──────── Records to process
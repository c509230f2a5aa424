use super::constants::{
    MODULATION_BASE_FREQUENCY, MODULATION_FREQUENCY_STEP, MODULATION_PHASE_STEP,
};
use super::settings::{ModulationFlags, Param, Settings};
use std::f64::consts::PI;

/// Sinusoidal value of `param` after `elapsed_sec` of modulation.
///
/// Each parameter gets its own frequency and phase so simultaneously
/// modulated parameters drift apart. The result never leaves the
/// parameter's modulation range.
pub fn modulated_value(param: Param, elapsed_sec: f64) -> f64 {
    let range = param.modulation_range();
    let i = param.index() as f64;
    let frequency = MODULATION_BASE_FREQUENCY + i * MODULATION_FREQUENCY_STEP;
    let phase = i * MODULATION_PHASE_STEP;
    let amplitude = (range.max - range.min) / 2.0;
    let value = range.center + amplitude * (elapsed_sec * frequency * PI + phase).sin();
    value.clamp(range.min, range.max)
}

/// Drives modulated parameters from a shared epoch.
///
/// The epoch restarts whenever the set of modulated parameters changes.
#[derive(Clone, Copy, Debug, Default)]
pub struct Modulator {
    epoch_sec: f64,
}

impl Modulator {
    pub fn new(now_sec: f64) -> Self {
        Self { epoch_sec: now_sec }
    }

    pub fn restart(&mut self, now_sec: f64) {
        self.epoch_sec = now_sec;
    }

    pub fn elapsed(&self, now_sec: f64) -> f64 {
        (now_sec - self.epoch_sec).max(0.0)
    }

    /// Overwrite every flagged parameter. Returns true if anything changed.
    pub fn apply(&self, settings: &mut Settings, flags: &ModulationFlags, now_sec: f64) -> bool {
        let elapsed = self.elapsed(now_sec);
        let mut changed = false;
        for param in Param::ALL {
            if !flags.is_set(param) {
                continue;
            }
            let v = modulated_value(param, elapsed);
            if settings.get(param) != v {
                settings.set(param, v);
                changed = true;
            }
        }
        changed
    }
}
────────────────
What is required: All of the entries above, written out exactly, make up the reply.

Output for this task:
repository c509230f2a5aa424
use super::constants::{
    MODULATION_BASE_FREQUENCY, MODULATION_FREQUENCY_STEP, MODULATION_PHASE_STEP,
};
use super::settings::{ModulationFlags, Param, Settings};
use std::f64::consts::PI;

/// Sinusoidal value of `param` after `elapsed_sec` of modulation.
///
/// Each parameter gets its own frequency and phase so simultaneously
/// modulated parameters drift apart. The result never leaves the
/// parameter's modulation range.
pub fn modulated_value(param: Param, elapsed_sec: f64) -> f64 {
    let range = param.modulation_range();
    let i = param.index() as f64;
    let frequency = MODULATION_BASE_FREQUENCY + i * MODULATION_FREQUENCY_STEP;
    let phase = i * MODULATION_PHASE_STEP;
    let amplitude = (range.max - range.min) / 2.0;
    let value = range.center + amplitude * (elapsed_sec * frequency * PI + phase).sin();
    value.clamp(range.min, range.max)
}

/// Drives modulated parameters from a shared epoch.
///
/// The epoch restarts whenever the set of modulated parameters changes.
#[derive(Clone, Copy, Debug, Default)]
pub struct Modulator {
    epoch_sec: f64,
}

impl Modulator {
    pub fn new(now_sec: f64) -> Self {
        Self { epoch_sec: now_sec }
    }

    pub fn restart(&mut self, now_sec: f64) {
        self.epoch_sec = now_sec;
    }

    pub fn elapsed(&self, now_sec: f64) -> f64 {
        (now_sec - self.epoch_sec).max(0.0)
    }

    /// Overwrite every flagged parameter. Returns true if anything changed.
    pub fn apply(&self, settings: &mut Settings, flags: &ModulationFlags, now_sec: f64) -> bool {
        let elapsed = self.elapsed(now_sec);
        let mut changed = false;
        for param in Param::ALL {
            if !flags.is_set(param) {
                continue;
            }
            let v = modulated_value(param, elapsed);
            if settings.get(param) != v {
                settings.set(param, v);
                changed = true;
            }
        }
        changed
    }
}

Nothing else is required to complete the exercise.